I am hearing impaired.
I have less than 25 percent hearing in the left ear and the right ear is declining as well, though at a slower rate. I began losing my hearing at age 18, due to a congenital condition that was exacerbated by a massive ear infection.
I didn't acknowledge the loss until years later when I was at a family gathering and found myself answering questions that my cousin was not asking. My only clue? The look on his face when I gave him my replies.
It was after that gathering that I made my way to an audiologist to look into getting a hearing aid.
At this moment, I'm 52. When I began noticing my hearing loss, I was a young lady with a talent for singing and playing guitar. The first casualty of my condition was my desire to play. I lost the low register of my hearing and playing music became something that just frustrated me.

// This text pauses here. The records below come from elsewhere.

// =============================================================================
// Tests
// =============================================================================

#[cfg(test)]
mod tests {
    use super::*;
    use crate::io::MemoryRangeReader;

    fn classic_header() -> TiffHeader {
        TiffHeader {
            byte_order: ByteOrder::Little,
            bigtiff: false,
            first_directory_offset: 8,
        }
    }

    fn big_header() -> TiffHeader {
        TiffHeader {
            byte_order: ByteOrder::Little,
            bigtiff: true,
            first_directory_offset: 16,
        }
    }

    /// Append a classic little-endian entry to a buffer.
    fn push_entry(buf: &mut Vec<u8>, tag: u16, typ: u16, count: u32, value: u32) {
        buf.extend_from_slice(&tag.to_le_bytes());
        buf.extend_from_slice(&typ.to_le_bytes());
        buf.extend_from_slice(&count.to_le_bytes());
        buf.extend_from_slice(&value.to_le_bytes());
    }

    // -------------------------------------------------------------------------
    // Header parsing
    // -------------------------------------------------------------------------

    #[test]
    fn test_parse_classic_little_endian() {
        let bytes = [0x49, 0x49, 0x2A, 0x00, 0x08, 0x00, 0x00, 0x00];
        let header = TiffHeader::parse(&bytes, 1000).unwrap();
        assert_eq!(header.byte_order, ByteOrder::Little);
        assert!(!header.bigtiff);
        assert_eq!(header.first_directory_offset, 8);
        assert_eq!(header.entry_len(), 12);
        assert_eq!(header.count_len(), 2);
        assert_eq!(header.next_offset_len(), 4);
    }

    #[test]
    fn test_parse_classic_big_endian() {
        let bytes = [0x4D, 0x4D, 0x00, 0x2A, 0x00, 0x00, 0x00, 0x08];
        let header = TiffHeader::parse(&bytes, 1000).unwrap();
        assert_eq!(header.byte_order, ByteOrder::Big);
        assert!(!header.bigtiff);
        assert_eq!(header.first_directory_offset, 8);
    }

    #[test]
    fn test_parse_bigtiff() {
        let bytes = [
            0x49, 0x49, 0x2B, 0x00, 0x08, 0x00, 0x00, 0x00, //
            0x10, 0x00, 0x00, 0x00, 0x00, 0x00, 0x00, 0x00,
        ];
        let header = TiffHeader::parse(&bytes, 1000).unwrap();
        assert!(header.bigtiff);
        assert_eq!(header.first_directory_offset, 16);
        assert_eq!(header.entry_len(), 20);
        assert_eq!(header.count_len(), 8);
        assert_eq!(header.next_offset_len(), 8);
    }

    #[test]
    fn test_parse_bigtiff_offset_beyond_4gb() {
        let bytes = [
            0x49, 0x49, 0x2B, 0x00, 0x08, 0x00, 0x00, 0x00, //
            0x00, 0x00, 0x00, 0x00, 0x01, 0x00, 0x00, 0x00,
        ];
        let header = TiffHeader::parse(&bytes, 10_000_000_000).unwrap();
        assert_eq!(header.first_directory_offset, 1 << 32);
    }

    #[test]
    fn test_parse_header_errors() {
        // Bad magic
        let bytes = [0x00, 0x00, 0x2A, 0x00, 0x08, 0x00, 0x00, 0x00];
        assert!(matches!(
            TiffHeader::parse(&bytes, 1000),
            Err(TiffError::InvalidMagic(0))
        ));

        // Bad version
        let bytes = [0x49, 0x49, 0x99, 0x00, 0x08, 0x00, 0x00, 0x00];
        assert!(matches!(
            TiffHeader::parse(&bytes, 1000),
            Err(TiffError::InvalidVersion(0x99))
        ));

        // BigTIFF with wrong offset size
        let bytes = [
            0x49, 0x49, 0x2B, 0x00, 0x04, 0x00, 0x00, 0x00, //
            0x10, 0x00, 0x00, 0x00, 0x00, 0x00, 0x00, 0x00,
        ];
        assert!(matches!(
            TiffHeader::parse(&bytes, 1000),
            Err(TiffError::InvalidBigTiffOffsetSize(4))
        ));

        // Offset beyond file
        let bytes = [0x49, 0x49, 0x2A, 0x00, 0xE8, 0x03, 0x00, 0x00];
        assert!(matches!(
            TiffHeader::parse(&bytes, 500),
            Err(TiffError::InvalidIfdOffset(1000))
        ));

        // Truncated
        assert!(matches!(
            TiffHeader::parse(&[0x49, 0x49], 1000),
            Err(TiffError::FileTooSmall { .. })
        ));
    }

    // -------------------------------------------------------------------------
    // Entry parsing
    // -------------------------------------------------------------------------

    #[test]
    fn test_entry_inline_short() {
        let mut bytes = Vec::new();
        push_entry(&mut bytes, 256, 3, 1, 1024);
        let entry = DirectoryEntry::parse(&bytes, &classic_header());

        assert_eq!(entry.tag(), Some(Tag::ImageWidth));
        assert_eq!(entry.field_type, Some(FieldType::Short));
        assert!(entry.inline);
        assert_eq!(entry.inline_u64(ByteOrder::Little), Some(1024));
    }

    #[test]
    fn test_entry_offset_array() {
        let mut bytes = Vec::new();
        push_entry(&mut bytes, 324, 4, 100, 2000);
        let entry = DirectoryEntry::parse(&bytes, &classic_header());

        assert_eq!(entry.tag(), Some(Tag::TileOffsets));
        assert!(!entry.inline);
        assert_eq!(entry.value_offset(ByteOrder::Little), 2000);
        assert_eq!(entry.byte_size(), Some(400));
    }

    #[test]
    fn test_entry_unknown_field_type() {
        let mut bytes = Vec::new();
        push_entry(&mut bytes, 256, 99, 1, 0);
        let entry = DirectoryEntry::parse(&bytes, &classic_header());
        assert_eq!(entry.field_type, None);
        assert!(!entry.inline);
    }

    #[test]
    fn test_entry_bigtiff_long8() {
        let mut bytes = Vec::new();
        bytes.extend_from_slice(&256u16.to_le_bytes());
        bytes.extend_from_slice(&16u16.to_le_bytes());
        bytes.extend_from_slice(&1u64.to_le_bytes());
        bytes.extend_from_slice(&100_000u64.to_le_bytes());
        let entry = DirectoryEntry::parse(&bytes, &big_header());

        assert!(entry.inline);
        assert_eq!(entry.inline_u64(ByteOrder::Little), Some(100_000));
    }

    // -------------------------------------------------------------------------
    // Directory parsing
    // -------------------------------------------------------------------------

    #[test]
    fn test_directory_parse_and_lookup() {
        let mut bytes = 3u16.to_le_bytes().to_vec();
        push_entry(&mut bytes, 256, 4, 1, 4096); // width
        push_entry(&mut bytes, 257, 4, 1, 3072); // height
        push_entry(&mut bytes, 259, 3, 1, 7); // compression
        bytes.extend_from_slice(&500u32.to_le_bytes()); // next

        let header = classic_header();
        let dir = Directory::parse(&bytes, &header).unwrap();

        assert_eq!(dir.len(), 3);
        assert_eq!(dir.next_offset, 500);
        assert_eq!(dir.value_u32(Tag::ImageWidth, header.byte_order), Some(4096));
        assert_eq!(
            dir.value_u32(Tag::ImageLength, header.byte_order),
            Some(3072)
        );
        assert_eq!(dir.value_u16(Tag::Compression, header.byte_order), Some(7));
        assert!(dir.entry(Tag::TileWidth).is_none());
    }

    #[test]
    fn test_directory_layout_predicates() {
        let header = classic_header();

        let mut tiled = 3u16.to_le_bytes().to_vec();
        push_entry(&mut tiled, 322, 3, 1, 256);
        push_entry(&mut tiled, 323, 3, 1, 256);
        push_entry(&mut tiled, 324, 4, 4, 1000);
        tiled.extend_from_slice(&0u32.to_le_bytes());
        let dir = Directory::parse(&tiled, &header).unwrap();
        assert!(dir.is_tiled());
        assert!(!dir.is_striped());

        let mut striped = 2u16.to_le_bytes().to_vec();
        push_entry(&mut striped, 273, 4, 4, 1000);
        push_entry(&mut striped, 278, 4, 1, 64);
        striped.extend_from_slice(&0u32.to_le_bytes());
        let dir = Directory::parse(&striped, &header).unwrap();
        assert!(!dir.is_tiled());
        assert!(dir.is_striped());
    }

    #[test]
    fn test_directory_truncated() {
        let mut bytes = 5u16.to_le_bytes().to_vec();
        push_entry(&mut bytes, 256, 4, 1, 4096); // only 1 of 5 entries
        let result = Directory::parse(&bytes, &classic_header());
        assert!(matches!(result, Err(TiffError::FileTooSmall { .. })));
    }

    // -------------------------------------------------------------------------
    // Value reading
    // -------------------------------------------------------------------------

    #[tokio::test]
    async fn test_read_u64s_from_offset() {
        let mut file = vec![0u8; 300];
        for (i, v) in [100u32, 200, 300, 400, 500].iter().enumerate() {
            file[40 + i * 4..40 + i * 4 + 4].copy_from_slice(&v.to_le_bytes());
        }
        let reader = MemoryRangeReader::new(file, "mem://t");

        let entry = DirectoryEntry {
            tag_id: 324,
            field_type: Some(FieldType::Long),
            field_type_raw: 4,
            count: 5,
            value_bytes: 40u32.to_le_bytes().to_vec(),
            inline: false,
        };

        let values = entry.read_u64s(&reader, &classic_header()).await.unwrap();
        assert_eq!(values, vec![100, 200, 300, 400, 500]);
    }

    #[tokio::test]
    async fn test_read_bytes_inline() {
        let reader = MemoryRangeReader::new(vec![0u8; 10], "mem://t");
        let entry = DirectoryEntry {
            tag_id: 258,
            field_type: Some(FieldType::Short),
            field_type_raw: 3,
            count: 2,
            value_bytes: vec![0x08, 0x00, 0x08, 0x00],
            inline: true,
        };
        let bytes = entry.read_bytes(&reader, &classic_header()).await.unwrap();
        assert_eq!(&bytes[..], &[0x08, 0x00, 0x08, 0x00]);

        let values = entry.read_u16s(&reader, &classic_header()).await.unwrap();
        assert_eq!(values, vec![8, 8]);
    }

    #[tokio::test]
    async fn test_read_unknown_type_errors() {
        let reader = MemoryRangeReader::new(vec![0u8; 10], "mem://t");
        let entry = DirectoryEntry {
            tag_id: 256,
            field_type: None,
            field_type_raw: 99,
            count: 1,
            value_bytes: vec![0; 4],
            inline: false,
        };
        assert!(matches!(
            entry.read_bytes(&reader, &classic_header()).await,
            Err(TiffError::UnknownFieldType(99))
        ));
    }

    #[tokio::test]
    async fn test_parse_directories_chain() {
        // Two chained directories.
        let mut file = vec![0u8; 200];
        file[0..4].copy_from_slice(&[0x49, 0x49, 0x2A, 0x00]);
        file[4..8].copy_from_slice(&8u32.to_le_bytes());

        // Directory 1 at offset 8: width entry, next at 60
        let mut d1 = 1u16.to_le_bytes().to_vec();
        push_entry(&mut d1, 256, 4, 1, 1000);
        d1.extend_from_slice(&60u32.to_le_bytes());
        file[8..8 + d1.len()].copy_from_slice(&d1);

        // Directory 2 at offset 60: width entry, end of chain
        let mut d2 = 1u16.to_le_bytes().to_vec();
        push_entry(&mut d2, 256, 4, 1, 500);
        d2.extend_from_slice(&0u32.to_le_bytes());
        file[60..60 + d2.len()].copy_from_slice(&d2);

        let reader = MemoryRangeReader::new(file, "mem://t");
        let header = TiffHeader::parse(
            &reader.read_exact_at(0, 8).await.unwrap(),
            reader.size(),
        )
        .unwrap();

        let dirs = parse_directories(&reader, &header, 32).await.unwrap();
        assert_eq!(dirs.len(), 2);
        assert_eq!(dirs[0].value_u32(Tag::ImageWidth, header.byte_order), Some(1000));
        assert_eq!(dirs[1].value_u32(Tag::ImageWidth, header.byte_order), Some(500));
    }
}
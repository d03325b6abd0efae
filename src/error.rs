use thiserror::Error;

/// Request-level errors surfaced by the pipeline.
///
/// Every fallible stage maps its failures into exactly one of these kinds.
/// Errors propagate unchanged from the component that raised them; callers
/// can rely on the kind to pick a response (404, 403, 415, 504, ...).
#[derive(Debug, Clone, Error)]
pub enum Error {
    /// The identifier does not resolve in the chosen source provider.
    #[error("not found: {0}")]
    NotFound(String),

    /// The upstream store rejected our credentials.
    #[error("access denied: {0}")]
    AccessDenied(String),

    /// The format detector recognized no reader for the source bytes.
    #[error("unsupported source format: {0}")]
    UnsupportedSourceFormat(String),

    /// The operation list requests an encoding with no writer.
    #[error("unsupported output format: {0}")]
    UnsupportedOutputFormat(String),

    /// Operation-list normalization failed (negative crop, bad quality, ...).
    #[error("invalid request: {0}")]
    InvalidRequest(String),

    /// Transient source I/O failure.
    #[error("upstream unavailable: {0}")]
    UpstreamUnavailable(String),

    /// A stage exceeded its time budget.
    #[error("{stage} timed out after {seconds}s")]
    Timeout { stage: &'static str, seconds: u64 },

    /// The caller cancelled the request mid-flight.
    #[error("request cancelled")]
    Cancelled,

    /// Any other fault, including delegate failures.
    #[error("internal error: {0}")]
    Internal(String),
}

// =============================================================================
// I/O Errors
// =============================================================================

/// Errors from reading source bytes (local files, HTTP, object stores).
#[derive(Debug, Error)]
pub enum IoError {
    /// The object or file does not exist.
    #[error("not found: {0}")]
    NotFound(String),

    /// Credentials were rejected by the backing store.
    #[error("access denied: {0}")]
    AccessDenied(String),

    /// Requested range exceeds resource bounds.
    #[error("range out of bounds: requested {requested} bytes at offset {offset}, size is {size}")]
    RangeOutOfBounds {
        offset: u64,
        requested: u64,
        size: u64,
    },

    /// Network or connection failure.
    #[error("connection error: {0}")]
    Connection(String),

    /// Any other upstream failure.
    #[error("upstream error: {0}")]
    Upstream(String),
}

impl From<IoError> for Error {
    fn from(e: IoError) -> Self {
        match e {
            IoError::NotFound(s) => Error::NotFound(s),
            IoError::AccessDenied(s) => Error::AccessDenied(s),
            IoError::RangeOutOfBounds { .. } => Error::Internal(e.to_string()),
            IoError::Connection(s) | IoError::Upstream(s) => Error::UpstreamUnavailable(s),
        }
    }
}

impl From<std::io::Error> for IoError {
    fn from(e: std::io::Error) -> Self {
        match e.kind() {
            std::io::ErrorKind::NotFound => IoError::NotFound(e.to_string()),
            std::io::ErrorKind::PermissionDenied => IoError::AccessDenied(e.to_string()),
            _ => IoError::Upstream(e.to_string()),
        }
    }
}

// =============================================================================
// TIFF Errors
// =============================================================================

/// Errors from parsing TIFF/BigTIFF structure.
#[derive(Debug, Error)]
pub enum TiffError {
    /// First two bytes are neither II nor MM.
    #[error("invalid TIFF magic: 0x{0:04X}")]
    InvalidMagic(u16),

    /// Version word is neither 42 (TIFF) nor 43 (BigTIFF).
    #[error("invalid TIFF version: {0}")]
    InvalidVersion(u16),

    /// BigTIFF offset size must be 8.
    #[error("invalid BigTIFF offset size: {0}")]
    InvalidBigTiffOffsetSize(u16),

    /// Not enough bytes for the structure being parsed.
    #[error("file too small: need {required} bytes, have {actual}")]
    FileTooSmall { required: u64, actual: u64 },

    /// An IFD offset points outside the file.
    #[error("invalid IFD offset: {0}")]
    InvalidIfdOffset(u64),

    /// An entry declared a field type we do not know.
    #[error("unknown field type: {0}")]
    UnknownFieldType(u16),

    /// A required tag is absent.
    #[error("missing required tag: {0}")]
    MissingTag(&'static str),

    /// A tag value is present but malformed for its use.
    #[error("invalid value for tag {tag}: {message}")]
    InvalidTagValue {
        tag: &'static str,
        message: String,
    },

    /// The directory uses a compression scheme no decoder handles.
    #[error("unsupported compression: {0}")]
    UnsupportedCompression(String),

    /// A tile or strip failed to decompress or decode.
    #[error("decode error: {0}")]
    Decode(String),

    /// I/O failure while fetching structure or pixel bytes.
    #[error(transparent)]
    Io(#[from] IoError),
}

impl From<TiffError> for Error {
    fn from(e: TiffError) -> Self {
        match e {
            TiffError::Io(io) => io.into(),
            TiffError::UnsupportedCompression(s) => Error::UnsupportedSourceFormat(s),
            other => Error::Internal(other.to_string()),
        }
    }
}

// =============================================================================
// Format Errors
// =============================================================================

/// Errors from format detection and non-TIFF container parsing.
#[derive(Debug, Error)]
pub enum FormatError {
    /// The bytes match no recognized signature.
    #[error("unrecognized format: {reason}")]
    Unrecognized { reason: String },

    /// A recognized container is structurally broken.
    #[error("malformed {format} stream: {message}")]
    Malformed {
        format: &'static str,
        message: String,
    },

    /// I/O failure while sniffing.
    #[error(transparent)]
    Io(#[from] IoError),
}

impl From<FormatError> for Error {
    fn from(e: FormatError) -> Self {
        match e {
            FormatError::Io(io) => io.into(),
            FormatError::Unrecognized { reason } => Error::UnsupportedSourceFormat(reason),
            FormatError::Malformed { .. } => Error::Internal(e.to_string()),
        }
    }
}

// =============================================================================
// Tests
// =============================================================================
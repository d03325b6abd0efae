//! Relational BLOB source provider.
//!
//! Images stored as BLOBs are reached through three operator-supplied
//! parameterized queries: identifier translation, media-type lookup, and the
//! BLOB fetch itself. The actual database driver is injected behind
//! [`BlobQueryExecutor`]; the provider only ever hands it SQL text plus
//! positional bind values, so no identifier ever reaches the database as
//! concatenated SQL.

use std::sync::Arc;

use async_trait::async_trait;
use bytes::Bytes;

use crate::error::Error;
use crate::format::{detect_format, Format};
use crate::io::MemoryRangeReader;

use super::{Source, SourceHandle};

/// The three operator-supplied queries.
///
/// Each takes exactly one positional parameter. `identifier_sql` translates
/// the request identifier into the database's key (and may be a pass-through
/// `SELECT ?`); the other two take that key.
#[derive(Debug, Clone)]
pub struct BlobQueries {
    pub identifier_sql: String,
    pub media_type_sql: String,
    pub blob_sql: String,
}

/// The injected database driver surface.
///
/// Implementations must bind `params` positionally — never interpolate.
#[async_trait]
pub trait BlobQueryExecutor: Send + Sync {
    /// Run a query returning a single optional string.
    async fn query_string(&self, sql: &str, params: &[&str]) -> Result<Option<String>, Error>;

    /// Run a query returning a single optional BLOB.
    async fn query_blob(&self, sql: &str, params: &[&str]) -> Result<Option<Bytes>, Error>;
}

/// Database-backed implementation of [`Source`].
pub struct DatabaseSource {
    executor: Arc<dyn BlobQueryExecutor>,
    queries: BlobQueries,
}

impl DatabaseSource {
    /// Create a provider over an injected driver and query set.
    pub fn new(executor: Arc<dyn BlobQueryExecutor>, queries: BlobQueries) -> Self {
        Self { executor, queries }
    }

    /// Translate the request identifier into the database key.
    async fn database_key(&self, identifier: &str) -> Result<String, Error> {
        self.executor
            .query_string(&self.queries.identifier_sql, &[identifier])
            .await?
            .filter(|k| !k.is_empty())
            .ok_or_else(|| Error::NotFound(identifier.to_string()))
    }

    async fn fetch_blob(&self, identifier: &str) -> Result<Bytes, Error> {
        let key = self.database_key(identifier).await?;
        self.executor
            .query_blob(&self.queries.blob_sql, &[&key])
            .await?
            .ok_or_else(|| Error::NotFound(identifier.to_string()))
    }
}

#[async_trait]
impl Source for DatabaseSource {
    fn name(&self) -> &'static str {
        "database"
    }

    async fn probe(&self, identifier: &str) -> Result<Format, Error> {
        if let Some(format) = Format::from_identifier(identifier) {
            return Ok(format);
        }

        // Stored media type, when the operator's schema records one.
        let key = self.database_key(identifier).await?;
        if let Some(media_type) = self
            .executor
            .query_string(&self.queries.media_type_sql, &[&key])
            .await?
        {
            if let Some(format) = Format::from_media_type(&media_type) {
                return Ok(format);
            }
        }

        // Fall back to sniffing the BLOB's leading bytes.
        let blob = self.fetch_blob(identifier).await?;
        detect_format(&blob).ok_or_else(|| {
            Error::UnsupportedSourceFormat(format!("{}: unrecognized BLOB bytes", identifier))
        })
    }

    async fn open(&self, identifier: &str) -> Result<SourceHandle, Error> {
        let blob = self.fetch_blob(identifier).await?;
        let reader = MemoryRangeReader::new(blob, format!("db://{}", identifier));
        Ok(SourceHandle::Stream(Arc::new(reader)))
    }
}

// =============================================================================
// Tests
// =============================================================================
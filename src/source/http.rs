//! HTTP(S) source provider.
//!
//! URLs are formed as prefix ⊕ identifier ⊕ suffix, or resolved through the
//! delegate's `get_url` hook. Basic auth and (for test environments) blanket
//! TLS trust are supported. Opened handles are range readers; origins that
//! do not advertise `Accept-Ranges: bytes` transparently fall back to
//! buffering through a temporary file.

use std::sync::Arc;

use async_trait::async_trait;
use reqwest::Client;
use url::Url;

use crate::delegate::{hooks, resolve_required, Delegate};
use crate::error::Error;
use crate::format::{detect_format, Format, MAGIC_LEN};
use crate::io::{HttpCredentials, HttpRangeReader, RangeReader};

use super::{LookupStrategy, Source, SourceHandle};

/// HTTP(S)-backed implementation of [`Source`].
pub struct HttpSource {
    client: Client,
    prefix: String,
    suffix: String,
    credentials: Option<HttpCredentials>,
    lookup: LookupStrategy,
    delegate: Option<Arc<dyn Delegate>>,
}

impl HttpSource {
    /// Create a provider for the given URL affixes.
    ///
    /// `trust_all_certs` disables TLS verification; it exists for test
    /// fixtures with self-signed certificates.
    pub fn new(
        prefix: impl Into<String>,
        suffix: impl Into<String>,
        credentials: Option<HttpCredentials>,
        trust_all_certs: bool,
    ) -> Result<Self, Error> {
        let client = Client::builder()
            .danger_accept_invalid_certs(trust_all_certs)
            .build()
            .map_err(|e| Error::Internal(e.to_string()))?;

        Ok(Self {
            client,
            prefix: prefix.into(),
            suffix: suffix.into(),
            credentials,
            lookup: LookupStrategy::Basic,
            delegate: None,
        })
    }

    /// Resolve URLs through the delegate's `get_url` hook.
    pub fn with_delegate(mut self, delegate: Arc<dyn Delegate>) -> Self {
        self.lookup = LookupStrategy::Script;
        self.delegate = Some(delegate);
        self
    }

    async fn resolve_url(&self, identifier: &str) -> Result<String, Error> {
        let url = match self.lookup {
            LookupStrategy::Script => {
                let delegate = self
                    .delegate
                    .as_ref()
                    .ok_or_else(|| Error::Internal("script lookup without a delegate".into()))?;
                resolve_required(delegate.as_ref(), hooks::GET_URL, identifier).await?
            }
            LookupStrategy::Basic => {
                format!("{}{}{}", self.prefix, identifier, self.suffix)
            }
        };

        Url::parse(&url)
            .map_err(|e| Error::InvalidRequest(format!("bad source URL '{}': {}", url, e)))?;
        Ok(url)
    }
}

#[async_trait]
impl Source for HttpSource {
    fn name(&self) -> &'static str {
        "http"
    }

    async fn probe(&self, identifier: &str) -> Result<Format, Error> {
        // (a) extension
        if let Some(format) = Format::from_identifier(identifier) {
            return Ok(format);
        }

        let url = self.resolve_url(identifier).await?;
        let reader = HttpRangeReader::open(
            self.client.clone(),
            url.clone(),
            self.credentials.clone(),
        )
        .await
        .map_err(Error::from)?;

        // (b) leading bytes
        let len = (reader.size() as usize).min(MAGIC_LEN);
        if len > 0 {
            if let Ok(head) = reader.read_exact_at(0, len).await {
                if let Some(format) = detect_format(&head) {
                    return Ok(format);
                }
            }
        }

        // (c) origin's Content-Type
        let content_type =
            HttpRangeReader::head_content_type(&self.client, &url, self.credentials.as_ref())
                .await
                .map_err(Error::from)?;
        content_type
            .as_deref()
            .and_then(Format::from_media_type)
            .ok_or_else(|| {
                Error::UnsupportedSourceFormat(format!(
                    "{}: neither bytes nor Content-Type matched",
                    identifier
                ))
            })
    }

    async fn open(&self, identifier: &str) -> Result<SourceHandle, Error> {
        let url = self.resolve_url(identifier).await?;
        let reader = HttpRangeReader::open(self.client.clone(), url, self.credentials.clone())
            .await
            .map_err(Error::from)?;
        Ok(SourceHandle::Stream(Arc::new(reader)))
    }
}

// =============================================================================
// Tests
// =============================================================================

God has a twisted sense of humor.
I realize that other musicians, notably Beethoven, have overcome a hearing loss, but it sidelined me for many years, even after I got the hearing aid I needed. Just listening to people and all the noise around me after I could actually hear, was sometimes exhausting.
Aside from all that though, I'd like to address how people react to someone who cannot hear at a normal level, and perhaps some of you people out there who have perfect hearing will understand how frustrating it is to be on the receiving end of the unintentional hostility.
Deafness is not something you can see. It's not a huge gaping wound or an obviously amputated limb, but it is indeed a disability and it is one that deserves a bit more understanding than what I've experienced. I didn't choose to lose my hearing, so please don't treat me as if I'm inconveniencing you when I don't hear you correctly.
It's difficult for humans to disguise or hide their impatience or annoyance from me. I see it flash over their eyes just for that brief second when they realize I, or another hearing impaired individual requires them to slow down and speak to me, eyes on mine. I need to see your lips, I need to have the sound that comes out of you, come towards me, not away from me as you turn to do something else.
I've had days where I gave up and just stopped interacting with the world around me because I found it too tiring to explain myself with every transaction or meeting. Even my own son can't contain his annoyance at times with having to deal with my deafness. I've had to remind him a few times just what he's doing to me with his attitude and impatience.
My point here, after all that, is to ask those of you out there who have been blessed with perfect hearing, to protect it and enjoy it, and try to be more sympathetic to those who do not...and if you don't have perfect hearing and find yourself answering questions that no one is asking, then PLEASE, go get your hearing tested and get what you need. There is no reason not to. Vanity is not a valid excuse any longer.